No Brasil, o número é mais baixo, de 5,8 suicídios por 100 mil pessoas. Mas a precarização dos serviços é conhecida por especialistas da área que corroboram que a falta de profissionais e de um sistema estruturado deixam pessoas com quadro depressivo sem cuidados.

— O atendimento no Brasil é heterogêneo. Pessoas com quadros leves procuram mais o serviço de saúde. E pessoas com quadro muito grave não têm acesso a tratamento. Muitas vezes é tão grave o quadro que a pessoa não tem força para procurar ajuda, ou é muito pobre, mora numa região distante. É necessária uma política bem estruturada — comenta o professor de psicopatologia da Unicamp, Paulo Dalgalarrondo.

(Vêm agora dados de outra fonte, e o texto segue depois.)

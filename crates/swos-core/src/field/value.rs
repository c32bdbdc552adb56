use std::net::Ipv4Addr;

use swos_wire::MacAddress;

/// A decoded field value, before conversion to the record's Rust type.
#[derive(Debug, Clone, PartialEq, Eq)]
pub enum Value {
    Int(u32),
    Signed(i16),
    Flag(bool),
    Text(String),
    Mac(MacAddress),
    Ip(Ipv4Addr),
    Mask(Vec<bool>),
}

impl Value {
    pub fn kind_name(&self) -> &'static str {
        match self {
            Self::Int(_) => "integer",
            Self::Signed(_) => "signed integer",
            Self::Flag(_) => "flag",
            Self::Text(_) => "text",
            Self::Mac(_) => "MAC address",
            Self::Ip(_) => "IPv4 address",
            Self::Mask(_) => "port mask",
        }
    }
}

/// Why a [`Value`] could not become the requested type.
#[derive(Debug, Clone, PartialEq, Eq)]
pub enum ValueError {
    /// The table kind and the Rust type disagree.
    Kind {
        expected: &'static str,
        found: &'static str,
    },
    /// A device code with no matching enum variant.
    Code { code: u32, expected: &'static str },
}

/// Conversion from a decoded [`Value`] into a record field type.
pub trait FromValue: Sized {
    fn from_value(value: Value) -> Result<Self, ValueError>;
}

fn mismatch(expected: &'static str, found: &Value) -> ValueError {
    ValueError::Kind {
        expected,
        found: found.kind_name(),
    }
}

impl FromValue for u32 {
    fn from_value(value: Value) -> Result<Self, ValueError> {
        match value {
            Value::Int(v) => Ok(v),
            other => Err(mismatch("integer", &other)),
        }
    }
}

impl FromValue for i16 {
    fn from_value(value: Value) -> Result<Self, ValueError> {
        match value {
            Value::Signed(v) => Ok(v),
            other => Err(mismatch("signed integer", &other)),
        }
    }
}

impl FromValue for bool {
    fn from_value(value: Value) -> Result<Self, ValueError> {
        match value {
            Value::Flag(v) => Ok(v),
            other => Err(mismatch("flag", &other)),
        }
    }
}

impl FromValue for String {
    fn from_value(value: Value) -> Result<Self, ValueError> {
        match value {
            Value::Text(v) => Ok(v),
            other => Err(mismatch("text", &other)),
        }
    }
}

impl FromValue for MacAddress {
    fn from_value(value: Value) -> Result<Self, ValueError> {
        match value {
            Value::Mac(v) => Ok(v),
            other => Err(mismatch("MAC address", &other)),
        }
    }
}

impl FromValue for Ipv4Addr {
    fn from_value(value: Value) -> Result<Self, ValueError> {
        match value {
            Value::Ip(v) => Ok(v),
            other => Err(mismatch("IPv4 address", &other)),
        }
    }
}

impl FromValue for Vec<bool> {
    fn from_value(value: Value) -> Result<Self, ValueError> {
        match value {
            Value::Mask(v) => Ok(v),
            other => Err(mismatch("port mask", &other)),
        }
    }
}

// ── Encoding direction ──────────────────────────────────────────────

impl From<u32> for Value {
    fn from(v: u32) -> Self {
        Self::Int(v)
    }
}

impl From<i16> for Value {
    fn from(v: i16) -> Self {
        Self::Signed(v)
    }
}

impl From<bool> for Value {
    fn from(v: bool) -> Self {
        Self::Flag(v)
    }
}

impl From<String> for Value {
    fn from(v: String) -> Self {
        Self::Text(v)
    }
}

impl From<&str> for Value {
    fn from(v: &str) -> Self {
        Self::Text(v.to_owned())
    }
}

impl From<MacAddress> for Value {
    fn from(v: MacAddress) -> Self {
        Self::Mac(v)
    }
}

impl From<Ipv4Addr> for Value {
    fn from(v: Ipv4Addr) -> Self {
        Self::Ip(v)
    }
}

impl From<Vec<bool>> for Value {
    fn from(v: Vec<bool>) -> Self {
        Self::Mask(v)
    }
}

impl From<&[bool]> for Value {
    fn from(v: &[bool]) -> Self {
        Self::Mask(v.to_vec())
    }
}
// ── Link status (`/link.b`) ──
//
// The primary table: its name list defines the port count every other
// endpoint is validated against.

use serde::{Deserialize, Serialize};
use swos_wire::{RawValue, WireValue};

use super::codes::{ComboMode, LinkSpeed, QsfpType};
use super::every;
use crate::codec::{Feature, Writable};
use crate::endpoint::Endpoint;
use crate::error::CoreError;
use crate::field::{Decoder, Encoder, FieldKind, FieldSpec};

pub(crate) const FIELDS: &[FieldSpec] = &[
    FieldSpec::new("nm", "name", FieldKind::HexText).per_port().writable(),
    FieldSpec::new("en", "enabled", FieldKind::Bitmask).writable(),
    FieldSpec::new("lnk", "link_up", FieldKind::Bitmask),
    FieldSpec::new("an", "auto_negotiation", FieldKind::Bitmask)
        .optional()
        .writable(),
    FieldSpec::new("dpx", "duplex", FieldKind::Bitmask).optional(),
    FieldSpec::new("dpxc", "duplex_control", FieldKind::Bitmask)
        .optional()
        .writable(),
    FieldSpec::new("fct", "flow_control", FieldKind::Bitmask)
        .optional()
        .writable(),
    FieldSpec::new("spd", "speed", FieldKind::Int).per_port().optional(),
    FieldSpec::new("spdc", "speed_control", FieldKind::Int)
        .per_port()
        .optional()
        .writable(),
    FieldSpec::new("poe", "poe_mode", FieldKind::Int)
        .per_port()
        .optional()
        .writable(),
    FieldSpec::new("prio", "poe_priority", FieldKind::Int)
        .per_port()
        .optional()
        .writable(),
    FieldSpec::new("poes", "poe_status", FieldKind::Int).per_port().optional(),
    FieldSpec::new("pwr", "power", FieldKind::Int).per_port().optional(),
    FieldSpec::new("curr", "current", FieldKind::Int).per_port().optional(),
    FieldSpec::new("cm", "combo_mode", FieldKind::Int).per_port().optional(),
    FieldSpec::new("qtyp", "qsfp_type", FieldKind::Int).per_port().optional(),
];

/// Physical state and PHY settings of one port.
#[derive(Debug, Clone, Default, PartialEq, Eq, Serialize, Deserialize)]
pub struct LinkPort {
    /// Port label as stored on the device, trailing newline included.
    pub name: String,
    pub enabled: bool,
    pub link_up: bool,
    pub auto_negotiation: bool,
    /// Full duplex when `true`.
    pub duplex: bool,
    pub duplex_control: bool,
    pub flow_control: bool,
    pub speed: Option<u32>,
    pub speed_control: Option<u32>,
    pub poe_mode: Option<u32>,
    pub poe_priority: Option<u32>,
    pub poe_status: Option<u32>,
    /// Tenths of a watt.
    pub power: Option<u32>,
    /// Milliamps.
    pub current: Option<u32>,
    /// Raw combo-port mode code; see [`LinkPort::combo_mode`].
    pub combo_mode: Option<u32>,
    /// Raw QSFP breakout code; see [`LinkPort::qsfp_type`].
    pub qsfp_type: Option<u32>,
}

impl LinkPort {
    /// Negotiated speed, when the device reports a known code.
    pub fn link_speed(&self) -> Option<LinkSpeed> {
        self.speed.and_then(LinkSpeed::from_code)
    }

    /// Combo-port mode, when the device reports a known code.
    pub fn combo_mode(&self) -> Option<ComboMode> {
        self.combo_mode.and_then(ComboMode::from_code)
    }

    pub fn qsfp_type(&self) -> Option<QsfpType> {
        self.qsfp_type.and_then(QsfpType::from_code)
    }
}

#[derive(Debug, Clone, PartialEq, Eq, Serialize, Deserialize)]
pub struct LinkStatus {
    pub ports: Vec<LinkPort>,
}

impl LinkStatus {
    pub fn port_count(&self) -> usize {
        self.ports.len()
    }
}

impl Feature for LinkStatus {
    const ENDPOINT: Endpoint = Endpoint::Link;

    fn decode(raw: &RawValue, cx: &Decoder<'_>) -> Result<Self, CoreError> {
        let fields = cx.fields(raw)?;
        let count = fields
            .len("name")?
            .ok_or_else(|| CoreError::missing(Self::ENDPOINT, "name", None))?;
        let fields = fields.with_port_count(count);

        let ports = (0..count)
            .map(|i| {
                Ok(LinkPort {
                    name: fields.port("name", i)?,
                    enabled: fields.port("enabled", i)?,
                    link_up: fields.port("link_up", i)?,
                    auto_negotiation: fields.port("auto_negotiation", i)?,
                    duplex: fields.port("duplex", i)?,
                    duplex_control: fields.port("duplex_control", i)?,
                    flow_control: fields.port("flow_control", i)?,
                    speed: fields.port_opt("speed", i)?,
                    speed_control: fields.port_opt("speed_control", i)?,
                    poe_mode: fields.port_opt("poe_mode", i)?,
                    poe_priority: fields.port_opt("poe_priority", i)?,
                    poe_status: fields.port_opt("poe_status", i)?,
                    power: fields.port_opt("power", i)?,
                    current: fields.port_opt("current", i)?,
                    combo_mode: fields.port_opt("combo_mode", i)?,
                    qsfp_type: fields.port_opt("qsfp_type", i)?,
                })
            })
            .collect::<Result<Vec<_>, CoreError>>()?;

        Ok(Self { ports })
    }
}

impl Writable for LinkStatus {
    fn encode(&self, cx: &Encoder<'_>) -> Result<WireValue, CoreError> {
        let ports = &self.ports;
        let mut w = cx.writer();

        w.set_ports("name", ports.iter().map(|p| p.name.as_str()))?;
        w.set_ports("enabled", ports.iter().map(|p| p.enabled))?;
        w.set_ports("auto_negotiation", ports.iter().map(|p| p.auto_negotiation))?;
        if let Some(speeds) = every(ports, |p| p.speed_control) {
            w.set_ports("speed_control", speeds)?;
        }
        w.set_ports("duplex_control", ports.iter().map(|p| p.duplex_control))?;
        w.set_ports("flow_control", ports.iter().map(|p| p.flow_control))?;
        if let Some(modes) = every(ports, |p| p.poe_mode) {
            w.set_ports("poe_mode", modes)?;
        }
        if let Some(prio) = every(ports, |p| p.poe_priority) {
            w.set_ports("poe_priority", prio)?;
        }

        Ok(w.finish())
    }
}
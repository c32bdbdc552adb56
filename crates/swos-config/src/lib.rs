//! Configuration for the SwOS codec.
//!
//! A TOML file (plus `SWOS_` environment overrides) that remaps device keys
//! per endpoint, for firmware that renamed a field. The file is validated
//! against the core field tables and turned into a
//! [`KeyOverrides`](swos_core::KeyOverrides) / [`Codec`](swos_core::Codec).
//!
//! ```toml
//! [fields.fwd]
//! vlan_mode = "vlan"
//! default_vlan_id = "dvid"
//! ```

use std::collections::BTreeMap;
use std::path::{Path, PathBuf};

use directories::ProjectDirs;
use figment::{
    Figment,
    providers::{Env, Format, Serialized, Toml},
};
use serde::{Deserialize, Serialize};
use thiserror::Error;
use tracing::debug;

use swos_core::{Codec, CoreError, Endpoint, KeyOverrides};

// ── Error ───────────────────────────────────────────────────────────

#[derive(Debug, Error)]
pub enum ConfigError {
    /// A `[fields]` entry names an unknown endpoint or attribute, or a key
    /// the write syntax cannot spell.
    #[error("invalid override {field}: {source}")]
    InvalidOverride {
        field: String,
        #[source]
        source: CoreError,
    },

    #[error("failed to load config: {0}")]
    Load(#[from] Box<figment::Error>),

    #[error("failed to encode config: {0}")]
    Encode(#[from] toml::ser::Error),

    #[error("failed to write {}: {source}", path.display())]
    Write {
        path: PathBuf,
        #[source]
        source: std::io::Error,
    },
}

impl ConfigError {
    fn write(path: &Path) -> impl FnOnce(std::io::Error) -> Self + '_ {
        move |source| Self::Write {
            path: path.to_owned(),
            source,
        }
    }
}

// ── TOML config ─────────────────────────────────────────────────────

#[derive(Debug, Clone, Default, PartialEq, Eq, Deserialize, Serialize)]
pub struct Config {
    /// Key overrides: endpoint name, then attribute name to device key.
    #[serde(default)]
    pub fields: BTreeMap<String, BTreeMap<String, String>>,
}

impl Config {
    /// Snapshot an existing override set, e.g. before saving it.
    pub fn from_overrides(overrides: &KeyOverrides) -> Self {
        let mut fields: BTreeMap<String, BTreeMap<String, String>> = BTreeMap::new();
        for (endpoint, attr, key) in overrides.iter() {
            fields
                .entry(endpoint.to_string())
                .or_default()
                .insert(attr.to_owned(), key.to_owned());
        }
        Self { fields }
    }

    /// Validate every entry against the core field tables.
    pub fn key_overrides(&self) -> Result<KeyOverrides, ConfigError> {
        let mut overrides = KeyOverrides::new();
        for (name, attrs) in &self.fields {
            let endpoint =
                Endpoint::from_identifier(name).map_err(|source| ConfigError::InvalidOverride {
                    field: format!("fields.{name}"),
                    source,
                })?;
            for (attr, key) in attrs {
                overrides
                    .insert(endpoint, attr, key.as_str())
                    .map_err(|source| ConfigError::InvalidOverride {
                        field: format!("fields.{name}.{attr}"),
                        source,
                    })?;
            }
        }
        Ok(overrides)
    }

    /// A codec carrying this configuration's overrides.
    pub fn codec(&self) -> Result<Codec, ConfigError> {
        self.key_overrides().map(Codec::with_overrides)
    }
}

// ── Config file path ────────────────────────────────────────────────

/// Resolve the config file path via XDG / platform conventions.
pub fn config_path() -> PathBuf {
    ProjectDirs::from("org", "swos", "swos").map_or_else(
        || dirs_fallback().join("config.toml"),
        |dirs| dirs.config_dir().join("config.toml"),
    )
}

fn dirs_fallback() -> PathBuf {
    let mut p = PathBuf::from(std::env::var("HOME").unwrap_or_else(|_| ".".into()));
    p.push(".config");
    p.push("swos");
    p
}

// ── Config loading ──────────────────────────────────────────────────

/// Load from the canonical path plus environment.
pub fn load_config() -> Result<Config, ConfigError> {
    load_config_from(&config_path())
}

/// Load from `path` plus environment. A missing file is not an error.
///
/// Environment keys nest on `__`: `SWOS_FIELDS__FWD__VLAN_MODE=vlnm`.
pub fn load_config_from(path: &Path) -> Result<Config, ConfigError> {
    debug!(path = %path.display(), "loading config");
    let figment = Figment::new()
        .merge(Serialized::defaults(Config::default()))
        .merge(Toml::file(path))
        .merge(Env::prefixed("SWOS_").split("__"));

    let config: Config = figment.extract().map_err(Box::new)?;
    Ok(config)
}

/// Load config, returning a default if loading fails.
pub fn load_config_or_default() -> Config {
    load_config().unwrap_or_default()
}

// ── Config saving ───────────────────────────────────────────────────

/// Serialize config to TOML and write to the canonical config path.
pub fn save_config(cfg: &Config) -> Result<(), ConfigError> {
    save_config_to(cfg, &config_path())
}

pub fn save_config_to(cfg: &Config, path: &Path) -> Result<(), ConfigError> {
    if let Some(parent) = path.parent() {
        std::fs::create_dir_all(parent).map_err(ConfigError::write(path))?;
    }
    let toml_str = toml::to_string_pretty(cfg)?;
    std::fs::write(path, toml_str).map_err(ConfigError::write(path))?;
    debug!(path = %path.display(), "saved config");
    Ok(())
}

#[cfg(test)]
#[allow(clippy::unwrap_used)]
mod tests {
    use figment::Jail;
    use pretty_assertions::assert_eq;

    use super::*;

    #[test]
    fn file_and_env_merge() {
        Jail::expect_with(|jail| {
            jail.create_file(
                "swos.toml",
                r#"
                [fields.fwd]
                vlan_mode = "vlan"
                default_vlan_id = "pvid"
                "#,
            )?;
            jail.set_env("SWOS_FIELDS__SYS__IDENTITY", "name");

            let config = load_config_from(Path::new("swos.toml")).map_err(|e| e.to_string())?;
            assert_eq!(config.fields["fwd"]["default_vlan_id"], "pvid");
            assert_eq!(config.fields["sys"]["identity"], "name");

            let overrides = config.key_overrides().map_err(|e| e.to_string())?;
            assert_eq!(overrides.key(Endpoint::Fwd, "default_vlan_id"), Some("pvid"));
            assert_eq!(overrides.key(Endpoint::Sys, "identity"), Some("name"));
            Ok(())
        });
    }

    #[test]
    fn missing_file_gives_defaults() {
        Jail::expect_with(|_| {
            let config = load_config_from(Path::new("absent.toml")).map_err(|e| e.to_string())?;
            assert_eq!(config, Config::default());
            assert!(config.key_overrides().map_err(|e| e.to_string())?.is_empty());
            Ok(())
        });
    }

    #[test]
    fn unknown_endpoint_is_rejected() {
        let mut config = Config::default();
        config
            .fields
            .entry("acl".into())
            .or_default()
            .insert("rules".into(), "r".into());

        let err = config.key_overrides().unwrap_err();
        assert!(matches!(
            err,
            ConfigError::InvalidOverride { ref field, source: CoreError::UnknownEndpoint(_) }
                if field == "fields.acl"
        ));
    }

    #[test]
    fn unknown_attribute_and_bad_key_are_rejected() {
        for (attr, key) in [("colour", "c"), ("vlan_mode", ""), ("vlan_mode", "vl an")] {
            let mut config = Config::default();
            config
                .fields
                .entry("fwd".into())
                .or_default()
                .insert(attr.into(), key.into());

            let err = config.codec().unwrap_err();
            assert!(
                matches!(err, ConfigError::InvalidOverride { ref field, .. } if *field == format!("fields.fwd.{attr}")),
                "{attr}={key:?}"
            );
        }
    }

    #[test]
    fn write_failure_names_the_path() {
        let dir = tempfile::tempdir().unwrap();
        let blocker = dir.path().join("file");
        std::fs::write(&blocker, "").unwrap();
        let path = blocker.join("config.toml");

        let err = save_config_to(&Config::default(), &path).unwrap_err();
        assert!(matches!(err, ConfigError::Write { path: ref p, .. } if *p == path));
    }

    #[test]
    fn save_then_load() {
        // Inside a jail so no SWOS_ variables from other tests leak in.
        Jail::expect_with(|_| {
            let dir = tempfile::tempdir().unwrap();
            let path = dir.path().join("nested").join("config.toml");

            let overrides = KeyOverrides::new()
                .with(Endpoint::Link, "name", "nm2")
                .unwrap();
            let config = Config::from_overrides(&overrides);
            save_config_to(&config, &path).unwrap();

            let text = std::fs::read_to_string(&path).unwrap();
            assert!(text.contains("[fields.link]"));

            let loaded = load_config_from(&path).unwrap();
            assert_eq!(loaded, config);
            assert_eq!(loaded.key_overrides().unwrap(), overrides);
            Ok(())
        });
    }
}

A maneira como assistência aos pacientes depressivos é organizada constitui um dos problemas da rede. A falta de unidades destinadas ao serviço faz com que as estruturas que existem sejam desviadas de sua função.

— Basta chegar em qualquer hospital que tenha uma emergência psiquiátrica que faltará pessoal, leito e medicamento. Às vezes um pronto-socorro psiquiátrico não tem nem médico. Hoje, os Centros de Atenção Psicossocial substituem o ambulatório, a emergência. E ele não foi feito para isso. Foi feito para reintegrar o paciente — diz o psiquiatra e professor Romildo Bueno, da UFRJ.